● What this task involves:
From the records below, print exactly the lines starting at the one containing "filename src/resources/sides.rs" and ending at the one containing "pub struct ChipsModel", ends included, and nothing else.

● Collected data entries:
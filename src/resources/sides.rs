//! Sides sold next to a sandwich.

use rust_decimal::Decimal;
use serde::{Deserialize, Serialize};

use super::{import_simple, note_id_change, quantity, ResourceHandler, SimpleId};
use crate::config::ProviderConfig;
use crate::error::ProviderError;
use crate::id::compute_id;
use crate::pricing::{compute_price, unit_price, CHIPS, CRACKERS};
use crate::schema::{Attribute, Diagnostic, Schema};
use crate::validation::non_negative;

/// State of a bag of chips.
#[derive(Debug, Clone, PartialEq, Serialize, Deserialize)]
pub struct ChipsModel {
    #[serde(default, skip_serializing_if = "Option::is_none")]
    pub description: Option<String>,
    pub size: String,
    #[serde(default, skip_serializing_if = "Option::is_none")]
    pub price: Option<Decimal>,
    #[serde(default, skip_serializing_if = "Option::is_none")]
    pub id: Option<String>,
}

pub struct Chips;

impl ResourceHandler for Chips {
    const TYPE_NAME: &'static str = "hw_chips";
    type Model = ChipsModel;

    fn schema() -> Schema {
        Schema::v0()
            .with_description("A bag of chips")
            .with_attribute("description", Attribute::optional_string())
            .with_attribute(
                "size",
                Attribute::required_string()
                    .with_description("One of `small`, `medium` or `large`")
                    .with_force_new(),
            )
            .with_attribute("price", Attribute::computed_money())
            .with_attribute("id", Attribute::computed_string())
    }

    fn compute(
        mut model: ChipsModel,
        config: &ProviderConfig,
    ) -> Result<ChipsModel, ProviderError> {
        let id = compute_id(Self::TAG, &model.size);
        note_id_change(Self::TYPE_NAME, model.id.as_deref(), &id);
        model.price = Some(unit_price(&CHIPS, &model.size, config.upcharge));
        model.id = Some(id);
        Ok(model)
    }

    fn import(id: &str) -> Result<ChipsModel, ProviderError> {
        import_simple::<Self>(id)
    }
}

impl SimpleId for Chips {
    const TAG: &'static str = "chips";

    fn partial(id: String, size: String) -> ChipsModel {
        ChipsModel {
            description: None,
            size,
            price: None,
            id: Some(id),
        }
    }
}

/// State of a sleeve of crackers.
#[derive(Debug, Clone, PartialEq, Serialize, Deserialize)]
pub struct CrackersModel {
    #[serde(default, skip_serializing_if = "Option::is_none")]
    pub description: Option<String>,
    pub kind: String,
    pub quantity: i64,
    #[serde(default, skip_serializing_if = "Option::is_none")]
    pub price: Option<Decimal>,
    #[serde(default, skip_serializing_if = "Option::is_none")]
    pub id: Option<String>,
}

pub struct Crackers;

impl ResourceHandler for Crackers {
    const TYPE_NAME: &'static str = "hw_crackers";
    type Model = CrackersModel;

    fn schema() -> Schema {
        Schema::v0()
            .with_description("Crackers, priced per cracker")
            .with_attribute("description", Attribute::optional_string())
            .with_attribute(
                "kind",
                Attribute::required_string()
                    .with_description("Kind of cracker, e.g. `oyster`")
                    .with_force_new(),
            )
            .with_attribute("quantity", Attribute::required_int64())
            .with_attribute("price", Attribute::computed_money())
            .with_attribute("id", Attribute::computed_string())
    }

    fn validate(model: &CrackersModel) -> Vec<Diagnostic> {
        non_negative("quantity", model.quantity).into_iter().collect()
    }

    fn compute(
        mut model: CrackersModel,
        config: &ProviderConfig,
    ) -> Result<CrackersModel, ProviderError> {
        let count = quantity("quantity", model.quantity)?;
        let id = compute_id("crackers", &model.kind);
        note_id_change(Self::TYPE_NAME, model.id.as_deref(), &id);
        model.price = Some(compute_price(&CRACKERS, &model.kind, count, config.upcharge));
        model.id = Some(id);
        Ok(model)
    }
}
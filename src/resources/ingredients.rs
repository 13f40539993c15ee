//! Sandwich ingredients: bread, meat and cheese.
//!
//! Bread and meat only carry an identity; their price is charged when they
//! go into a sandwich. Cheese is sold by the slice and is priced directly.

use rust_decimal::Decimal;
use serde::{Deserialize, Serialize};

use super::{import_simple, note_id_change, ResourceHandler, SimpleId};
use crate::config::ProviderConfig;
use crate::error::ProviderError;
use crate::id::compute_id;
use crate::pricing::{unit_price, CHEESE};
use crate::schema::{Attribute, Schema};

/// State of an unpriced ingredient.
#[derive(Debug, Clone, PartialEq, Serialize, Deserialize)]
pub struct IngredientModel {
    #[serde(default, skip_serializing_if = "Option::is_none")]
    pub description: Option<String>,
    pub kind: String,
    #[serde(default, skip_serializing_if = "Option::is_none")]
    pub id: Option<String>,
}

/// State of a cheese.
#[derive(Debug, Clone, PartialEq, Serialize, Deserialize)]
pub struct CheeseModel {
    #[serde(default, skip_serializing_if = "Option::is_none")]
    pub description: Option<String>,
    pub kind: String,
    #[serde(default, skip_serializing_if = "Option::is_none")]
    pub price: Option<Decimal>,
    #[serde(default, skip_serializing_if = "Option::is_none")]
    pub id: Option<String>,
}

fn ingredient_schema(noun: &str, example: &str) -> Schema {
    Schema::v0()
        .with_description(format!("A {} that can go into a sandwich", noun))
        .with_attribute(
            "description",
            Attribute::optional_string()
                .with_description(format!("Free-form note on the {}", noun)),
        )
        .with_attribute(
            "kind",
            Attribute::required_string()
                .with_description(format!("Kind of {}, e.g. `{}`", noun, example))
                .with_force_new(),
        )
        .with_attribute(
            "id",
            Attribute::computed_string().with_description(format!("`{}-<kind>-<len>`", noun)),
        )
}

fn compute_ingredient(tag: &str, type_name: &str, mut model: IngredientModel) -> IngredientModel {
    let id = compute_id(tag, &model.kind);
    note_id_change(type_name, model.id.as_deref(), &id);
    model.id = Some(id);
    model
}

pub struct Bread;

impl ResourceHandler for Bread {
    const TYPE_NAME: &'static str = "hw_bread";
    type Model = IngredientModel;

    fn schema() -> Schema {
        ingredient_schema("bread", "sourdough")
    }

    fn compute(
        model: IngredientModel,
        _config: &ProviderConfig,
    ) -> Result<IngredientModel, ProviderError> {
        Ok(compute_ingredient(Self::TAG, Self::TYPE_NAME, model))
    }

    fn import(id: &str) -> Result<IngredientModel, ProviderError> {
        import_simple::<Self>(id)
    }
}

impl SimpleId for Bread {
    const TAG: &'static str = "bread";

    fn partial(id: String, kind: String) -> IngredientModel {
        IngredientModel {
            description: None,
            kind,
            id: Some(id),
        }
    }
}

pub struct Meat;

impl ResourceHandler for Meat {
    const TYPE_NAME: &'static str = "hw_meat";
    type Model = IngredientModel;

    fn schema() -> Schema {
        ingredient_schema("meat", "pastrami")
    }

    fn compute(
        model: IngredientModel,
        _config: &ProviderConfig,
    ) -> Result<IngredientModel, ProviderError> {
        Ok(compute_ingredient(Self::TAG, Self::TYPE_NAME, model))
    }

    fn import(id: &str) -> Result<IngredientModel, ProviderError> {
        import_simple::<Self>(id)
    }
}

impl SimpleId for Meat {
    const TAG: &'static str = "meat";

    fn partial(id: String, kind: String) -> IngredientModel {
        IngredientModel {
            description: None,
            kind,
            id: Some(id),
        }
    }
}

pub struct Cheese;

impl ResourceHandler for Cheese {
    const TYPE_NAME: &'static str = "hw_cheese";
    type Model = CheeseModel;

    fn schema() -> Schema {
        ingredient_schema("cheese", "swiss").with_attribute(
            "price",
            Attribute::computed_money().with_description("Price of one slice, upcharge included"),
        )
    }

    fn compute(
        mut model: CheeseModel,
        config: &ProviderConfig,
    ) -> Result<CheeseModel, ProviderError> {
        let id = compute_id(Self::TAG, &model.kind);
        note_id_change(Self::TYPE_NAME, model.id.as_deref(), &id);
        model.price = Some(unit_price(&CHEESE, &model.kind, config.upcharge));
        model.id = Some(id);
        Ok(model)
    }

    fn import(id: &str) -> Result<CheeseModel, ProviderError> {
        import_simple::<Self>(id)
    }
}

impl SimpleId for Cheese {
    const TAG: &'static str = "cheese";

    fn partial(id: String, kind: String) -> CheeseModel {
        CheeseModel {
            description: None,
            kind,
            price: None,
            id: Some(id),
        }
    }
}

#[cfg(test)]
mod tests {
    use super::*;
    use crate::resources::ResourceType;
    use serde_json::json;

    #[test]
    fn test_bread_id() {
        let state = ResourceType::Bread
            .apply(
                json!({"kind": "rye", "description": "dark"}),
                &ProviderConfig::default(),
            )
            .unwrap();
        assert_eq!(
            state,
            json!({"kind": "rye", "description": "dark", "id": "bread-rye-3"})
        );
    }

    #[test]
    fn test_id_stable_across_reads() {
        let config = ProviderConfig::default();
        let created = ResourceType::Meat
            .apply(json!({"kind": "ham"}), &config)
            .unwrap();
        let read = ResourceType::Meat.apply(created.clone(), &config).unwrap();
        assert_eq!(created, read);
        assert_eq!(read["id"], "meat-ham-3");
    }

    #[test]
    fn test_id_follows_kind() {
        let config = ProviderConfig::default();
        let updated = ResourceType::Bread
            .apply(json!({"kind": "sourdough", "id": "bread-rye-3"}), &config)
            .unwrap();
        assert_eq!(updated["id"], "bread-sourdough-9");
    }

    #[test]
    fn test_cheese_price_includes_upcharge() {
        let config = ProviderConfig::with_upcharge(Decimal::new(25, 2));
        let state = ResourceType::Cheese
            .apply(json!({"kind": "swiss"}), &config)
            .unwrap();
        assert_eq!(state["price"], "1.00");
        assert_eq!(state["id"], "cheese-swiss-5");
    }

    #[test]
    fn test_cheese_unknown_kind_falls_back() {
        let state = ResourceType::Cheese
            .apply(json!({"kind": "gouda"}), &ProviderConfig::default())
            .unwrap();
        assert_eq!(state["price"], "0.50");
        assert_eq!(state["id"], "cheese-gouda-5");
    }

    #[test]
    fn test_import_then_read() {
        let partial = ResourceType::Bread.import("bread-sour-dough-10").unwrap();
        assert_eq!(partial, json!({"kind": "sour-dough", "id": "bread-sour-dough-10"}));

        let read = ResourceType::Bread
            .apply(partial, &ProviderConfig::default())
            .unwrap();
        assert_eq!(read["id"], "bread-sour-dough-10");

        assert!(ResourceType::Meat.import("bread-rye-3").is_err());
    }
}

==

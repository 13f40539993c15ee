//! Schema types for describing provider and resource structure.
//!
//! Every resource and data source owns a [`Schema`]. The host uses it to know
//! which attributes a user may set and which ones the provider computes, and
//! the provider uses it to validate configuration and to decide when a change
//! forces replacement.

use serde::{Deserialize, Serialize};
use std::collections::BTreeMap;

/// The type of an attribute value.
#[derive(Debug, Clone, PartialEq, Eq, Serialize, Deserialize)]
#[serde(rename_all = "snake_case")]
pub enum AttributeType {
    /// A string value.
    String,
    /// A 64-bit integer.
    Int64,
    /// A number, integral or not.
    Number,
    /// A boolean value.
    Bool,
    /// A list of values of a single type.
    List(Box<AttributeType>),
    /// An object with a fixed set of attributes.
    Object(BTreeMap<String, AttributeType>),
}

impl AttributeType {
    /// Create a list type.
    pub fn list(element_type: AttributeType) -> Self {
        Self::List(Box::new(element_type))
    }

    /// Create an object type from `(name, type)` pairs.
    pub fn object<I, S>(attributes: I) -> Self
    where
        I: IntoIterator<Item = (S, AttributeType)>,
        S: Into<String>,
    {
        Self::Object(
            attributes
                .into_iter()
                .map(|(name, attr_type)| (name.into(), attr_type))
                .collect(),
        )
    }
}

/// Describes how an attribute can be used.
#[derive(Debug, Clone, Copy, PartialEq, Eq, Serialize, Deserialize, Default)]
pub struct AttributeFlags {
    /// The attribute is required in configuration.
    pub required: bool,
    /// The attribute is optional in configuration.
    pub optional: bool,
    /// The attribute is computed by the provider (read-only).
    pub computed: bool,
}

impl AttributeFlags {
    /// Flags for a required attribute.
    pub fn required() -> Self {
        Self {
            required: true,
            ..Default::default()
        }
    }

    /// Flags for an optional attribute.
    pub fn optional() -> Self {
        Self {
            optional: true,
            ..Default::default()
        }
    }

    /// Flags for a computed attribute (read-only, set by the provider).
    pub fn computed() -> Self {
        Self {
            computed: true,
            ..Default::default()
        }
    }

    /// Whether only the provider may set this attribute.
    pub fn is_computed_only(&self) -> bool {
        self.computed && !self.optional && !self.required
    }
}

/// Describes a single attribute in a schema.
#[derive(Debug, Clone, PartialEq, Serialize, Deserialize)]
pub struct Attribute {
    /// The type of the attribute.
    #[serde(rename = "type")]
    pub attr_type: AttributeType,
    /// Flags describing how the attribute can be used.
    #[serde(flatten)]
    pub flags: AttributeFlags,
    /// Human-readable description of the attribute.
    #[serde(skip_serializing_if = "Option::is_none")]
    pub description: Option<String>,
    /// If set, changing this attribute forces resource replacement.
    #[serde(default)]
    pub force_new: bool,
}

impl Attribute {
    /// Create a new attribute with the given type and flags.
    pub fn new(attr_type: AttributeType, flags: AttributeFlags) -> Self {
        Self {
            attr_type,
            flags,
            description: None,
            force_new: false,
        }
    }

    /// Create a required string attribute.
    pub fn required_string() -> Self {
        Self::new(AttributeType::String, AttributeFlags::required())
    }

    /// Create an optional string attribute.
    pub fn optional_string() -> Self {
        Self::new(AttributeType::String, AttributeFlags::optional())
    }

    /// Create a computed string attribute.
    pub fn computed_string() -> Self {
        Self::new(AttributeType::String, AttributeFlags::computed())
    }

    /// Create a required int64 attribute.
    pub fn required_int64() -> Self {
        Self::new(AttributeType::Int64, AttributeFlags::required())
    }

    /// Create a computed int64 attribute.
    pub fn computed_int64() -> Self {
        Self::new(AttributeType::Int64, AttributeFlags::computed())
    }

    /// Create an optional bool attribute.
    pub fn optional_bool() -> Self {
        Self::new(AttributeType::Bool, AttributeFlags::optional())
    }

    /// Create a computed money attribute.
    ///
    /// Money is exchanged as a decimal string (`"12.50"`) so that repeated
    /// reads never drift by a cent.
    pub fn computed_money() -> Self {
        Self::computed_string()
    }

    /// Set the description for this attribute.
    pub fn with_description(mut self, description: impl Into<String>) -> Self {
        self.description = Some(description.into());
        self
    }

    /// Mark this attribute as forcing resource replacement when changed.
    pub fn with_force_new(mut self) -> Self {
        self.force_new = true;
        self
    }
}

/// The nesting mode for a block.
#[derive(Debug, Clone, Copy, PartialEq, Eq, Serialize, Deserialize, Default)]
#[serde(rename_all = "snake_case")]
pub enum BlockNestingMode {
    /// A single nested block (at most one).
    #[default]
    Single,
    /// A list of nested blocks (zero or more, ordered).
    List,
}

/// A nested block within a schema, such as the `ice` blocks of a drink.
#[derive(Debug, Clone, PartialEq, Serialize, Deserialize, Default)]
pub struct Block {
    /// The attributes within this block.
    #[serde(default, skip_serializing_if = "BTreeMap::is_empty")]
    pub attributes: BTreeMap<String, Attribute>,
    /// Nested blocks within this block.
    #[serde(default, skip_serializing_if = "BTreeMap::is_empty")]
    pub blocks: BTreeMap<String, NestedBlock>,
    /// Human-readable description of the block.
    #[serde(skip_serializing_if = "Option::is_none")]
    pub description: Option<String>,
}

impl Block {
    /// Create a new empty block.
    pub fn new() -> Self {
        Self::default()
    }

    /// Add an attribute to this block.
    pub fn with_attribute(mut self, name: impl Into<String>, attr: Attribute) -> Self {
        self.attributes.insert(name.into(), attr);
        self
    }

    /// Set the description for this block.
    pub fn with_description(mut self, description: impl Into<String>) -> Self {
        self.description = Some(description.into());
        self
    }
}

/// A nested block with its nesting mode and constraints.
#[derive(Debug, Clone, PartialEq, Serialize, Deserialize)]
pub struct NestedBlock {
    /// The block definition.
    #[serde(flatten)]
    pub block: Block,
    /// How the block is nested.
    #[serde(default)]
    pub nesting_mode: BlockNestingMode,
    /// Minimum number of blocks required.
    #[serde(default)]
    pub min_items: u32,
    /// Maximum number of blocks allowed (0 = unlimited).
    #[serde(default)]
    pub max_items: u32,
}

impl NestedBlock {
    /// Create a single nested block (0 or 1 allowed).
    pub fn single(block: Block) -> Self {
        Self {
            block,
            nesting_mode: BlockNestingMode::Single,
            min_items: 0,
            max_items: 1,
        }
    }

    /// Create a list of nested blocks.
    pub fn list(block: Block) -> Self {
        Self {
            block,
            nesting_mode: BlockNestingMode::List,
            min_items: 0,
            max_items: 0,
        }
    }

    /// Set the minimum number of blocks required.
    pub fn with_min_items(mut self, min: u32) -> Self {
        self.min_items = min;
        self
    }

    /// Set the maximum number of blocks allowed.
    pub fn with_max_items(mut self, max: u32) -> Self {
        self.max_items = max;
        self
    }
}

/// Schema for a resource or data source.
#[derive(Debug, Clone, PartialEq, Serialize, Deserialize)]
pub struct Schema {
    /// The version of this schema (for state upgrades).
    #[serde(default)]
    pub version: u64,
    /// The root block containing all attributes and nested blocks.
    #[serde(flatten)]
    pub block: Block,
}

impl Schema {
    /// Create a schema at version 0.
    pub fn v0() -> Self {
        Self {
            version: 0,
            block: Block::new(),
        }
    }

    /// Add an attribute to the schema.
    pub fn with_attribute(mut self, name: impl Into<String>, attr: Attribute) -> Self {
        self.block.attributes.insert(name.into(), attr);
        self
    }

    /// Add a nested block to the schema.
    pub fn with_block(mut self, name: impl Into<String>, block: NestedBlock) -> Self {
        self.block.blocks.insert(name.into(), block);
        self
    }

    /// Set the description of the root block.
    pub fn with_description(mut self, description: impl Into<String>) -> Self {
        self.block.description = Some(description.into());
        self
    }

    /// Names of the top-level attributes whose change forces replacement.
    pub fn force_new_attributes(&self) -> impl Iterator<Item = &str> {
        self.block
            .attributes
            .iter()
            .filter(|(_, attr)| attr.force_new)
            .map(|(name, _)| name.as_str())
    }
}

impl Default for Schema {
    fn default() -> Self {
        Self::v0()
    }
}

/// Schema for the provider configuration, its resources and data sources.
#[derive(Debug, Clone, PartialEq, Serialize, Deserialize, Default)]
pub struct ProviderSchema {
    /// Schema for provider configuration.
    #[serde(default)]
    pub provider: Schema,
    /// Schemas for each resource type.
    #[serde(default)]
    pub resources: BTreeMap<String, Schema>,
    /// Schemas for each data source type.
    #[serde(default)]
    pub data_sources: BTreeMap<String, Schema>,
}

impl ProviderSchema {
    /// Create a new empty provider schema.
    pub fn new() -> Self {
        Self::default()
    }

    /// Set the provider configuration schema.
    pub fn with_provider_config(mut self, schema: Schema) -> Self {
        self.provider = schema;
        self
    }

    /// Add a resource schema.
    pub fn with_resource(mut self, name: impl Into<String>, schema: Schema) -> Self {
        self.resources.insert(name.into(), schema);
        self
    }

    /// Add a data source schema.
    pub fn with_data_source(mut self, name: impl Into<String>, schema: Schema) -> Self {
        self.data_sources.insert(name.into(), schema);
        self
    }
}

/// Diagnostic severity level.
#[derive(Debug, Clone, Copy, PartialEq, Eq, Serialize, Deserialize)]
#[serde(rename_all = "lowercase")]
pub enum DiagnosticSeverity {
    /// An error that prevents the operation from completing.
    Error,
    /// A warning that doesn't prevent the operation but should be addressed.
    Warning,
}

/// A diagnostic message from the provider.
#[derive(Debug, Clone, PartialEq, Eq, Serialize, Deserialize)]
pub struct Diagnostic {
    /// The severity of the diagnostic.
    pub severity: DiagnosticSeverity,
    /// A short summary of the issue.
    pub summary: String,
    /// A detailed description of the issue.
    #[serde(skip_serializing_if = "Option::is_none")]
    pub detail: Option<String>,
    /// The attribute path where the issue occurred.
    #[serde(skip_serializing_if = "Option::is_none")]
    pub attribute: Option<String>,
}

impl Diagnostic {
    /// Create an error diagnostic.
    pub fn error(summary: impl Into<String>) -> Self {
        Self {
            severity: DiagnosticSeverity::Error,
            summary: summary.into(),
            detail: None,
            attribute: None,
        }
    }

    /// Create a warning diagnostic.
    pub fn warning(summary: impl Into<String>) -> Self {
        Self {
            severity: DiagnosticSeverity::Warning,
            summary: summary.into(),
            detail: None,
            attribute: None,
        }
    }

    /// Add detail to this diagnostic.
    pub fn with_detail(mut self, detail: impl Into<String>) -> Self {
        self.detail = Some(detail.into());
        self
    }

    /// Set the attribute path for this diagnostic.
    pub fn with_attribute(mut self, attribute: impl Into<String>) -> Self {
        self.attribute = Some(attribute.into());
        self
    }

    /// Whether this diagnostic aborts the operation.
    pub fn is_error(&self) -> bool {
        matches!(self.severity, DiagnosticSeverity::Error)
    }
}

● Solution to this exercise:
filename src/resources/sides.rs
//! Sides sold next to a sandwich.

use rust_decimal::Decimal;
use serde::{Deserialize, Serialize};

use super::{import_simple, note_id_change, quantity, ResourceHandler, SimpleId};
use crate::config::ProviderConfig;
use crate::error::ProviderError;
use crate::id::compute_id;
use crate::pricing::{compute_price, unit_price, CHIPS, CRACKERS};
use crate::schema::{Attribute, Diagnostic, Schema};
use crate::validation::non_negative;

/// State of a bag of chips.
#[derive(Debug, Clone, PartialEq, Serialize, Deserialize)]
pub struct ChipsModel {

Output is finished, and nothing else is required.